> _Activity_
Your answer should consist of the lines in the data below that contain "usize".

== Material supplied

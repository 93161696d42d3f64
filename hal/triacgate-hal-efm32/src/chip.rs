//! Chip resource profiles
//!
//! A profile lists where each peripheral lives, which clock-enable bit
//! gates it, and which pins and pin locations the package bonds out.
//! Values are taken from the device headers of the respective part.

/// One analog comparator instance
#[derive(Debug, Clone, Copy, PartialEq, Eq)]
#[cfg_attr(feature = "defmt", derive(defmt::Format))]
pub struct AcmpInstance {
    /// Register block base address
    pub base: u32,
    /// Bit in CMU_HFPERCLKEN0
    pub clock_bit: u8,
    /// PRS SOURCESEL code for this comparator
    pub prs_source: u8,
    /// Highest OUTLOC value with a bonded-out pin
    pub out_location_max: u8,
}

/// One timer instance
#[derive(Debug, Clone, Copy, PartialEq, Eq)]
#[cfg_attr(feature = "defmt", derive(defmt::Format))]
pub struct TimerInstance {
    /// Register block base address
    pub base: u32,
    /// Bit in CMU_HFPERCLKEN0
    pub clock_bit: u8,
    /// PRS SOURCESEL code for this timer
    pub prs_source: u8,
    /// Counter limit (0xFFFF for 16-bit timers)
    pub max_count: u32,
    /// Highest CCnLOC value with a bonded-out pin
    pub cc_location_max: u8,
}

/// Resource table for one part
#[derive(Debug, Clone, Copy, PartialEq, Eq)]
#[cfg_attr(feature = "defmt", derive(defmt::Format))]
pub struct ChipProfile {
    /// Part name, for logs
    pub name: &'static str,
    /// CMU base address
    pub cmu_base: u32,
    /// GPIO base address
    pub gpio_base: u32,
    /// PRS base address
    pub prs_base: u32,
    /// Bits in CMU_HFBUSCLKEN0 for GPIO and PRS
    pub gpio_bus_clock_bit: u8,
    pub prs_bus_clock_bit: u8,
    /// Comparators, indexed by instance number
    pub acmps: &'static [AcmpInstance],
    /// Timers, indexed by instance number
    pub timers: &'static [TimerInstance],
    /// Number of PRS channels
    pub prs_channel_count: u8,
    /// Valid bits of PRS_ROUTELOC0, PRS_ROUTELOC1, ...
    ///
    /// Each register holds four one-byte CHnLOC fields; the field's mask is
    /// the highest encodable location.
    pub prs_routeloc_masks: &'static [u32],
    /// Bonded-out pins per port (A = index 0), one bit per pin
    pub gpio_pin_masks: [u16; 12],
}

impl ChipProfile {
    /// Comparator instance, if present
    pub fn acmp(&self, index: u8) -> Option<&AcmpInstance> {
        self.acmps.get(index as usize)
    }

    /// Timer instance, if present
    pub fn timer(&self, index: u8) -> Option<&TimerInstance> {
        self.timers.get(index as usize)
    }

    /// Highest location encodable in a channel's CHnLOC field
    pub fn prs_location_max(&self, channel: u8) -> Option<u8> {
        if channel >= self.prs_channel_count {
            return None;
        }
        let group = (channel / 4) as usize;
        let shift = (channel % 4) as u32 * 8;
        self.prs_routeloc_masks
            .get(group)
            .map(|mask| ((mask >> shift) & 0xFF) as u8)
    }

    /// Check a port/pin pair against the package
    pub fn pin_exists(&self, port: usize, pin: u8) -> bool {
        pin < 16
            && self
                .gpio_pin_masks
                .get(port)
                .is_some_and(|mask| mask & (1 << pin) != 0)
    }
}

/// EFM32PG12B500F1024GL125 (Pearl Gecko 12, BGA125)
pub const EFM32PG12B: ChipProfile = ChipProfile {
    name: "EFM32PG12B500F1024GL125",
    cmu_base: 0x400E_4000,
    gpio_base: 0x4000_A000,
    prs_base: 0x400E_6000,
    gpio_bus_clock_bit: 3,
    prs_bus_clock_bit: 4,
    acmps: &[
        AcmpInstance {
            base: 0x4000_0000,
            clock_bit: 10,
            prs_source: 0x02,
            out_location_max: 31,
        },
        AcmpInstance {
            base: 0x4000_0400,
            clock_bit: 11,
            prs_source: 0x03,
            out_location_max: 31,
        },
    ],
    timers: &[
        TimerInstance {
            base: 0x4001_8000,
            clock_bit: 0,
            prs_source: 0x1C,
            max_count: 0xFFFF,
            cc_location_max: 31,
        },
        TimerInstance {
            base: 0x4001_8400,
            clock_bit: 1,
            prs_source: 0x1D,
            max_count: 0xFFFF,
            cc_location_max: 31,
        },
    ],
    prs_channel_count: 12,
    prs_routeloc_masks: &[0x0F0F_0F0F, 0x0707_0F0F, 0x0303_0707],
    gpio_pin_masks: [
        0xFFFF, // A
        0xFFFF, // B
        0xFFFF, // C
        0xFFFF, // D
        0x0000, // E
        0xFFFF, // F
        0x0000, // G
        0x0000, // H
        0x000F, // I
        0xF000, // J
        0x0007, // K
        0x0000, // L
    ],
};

====

> _Response to this exercise_
        self.acmps.get(index as usize)
        self.timers.get(index as usize)
        let group = (channel / 4) as usize;
    pub fn pin_exists(&self, port: usize, pin: u8) -> bool {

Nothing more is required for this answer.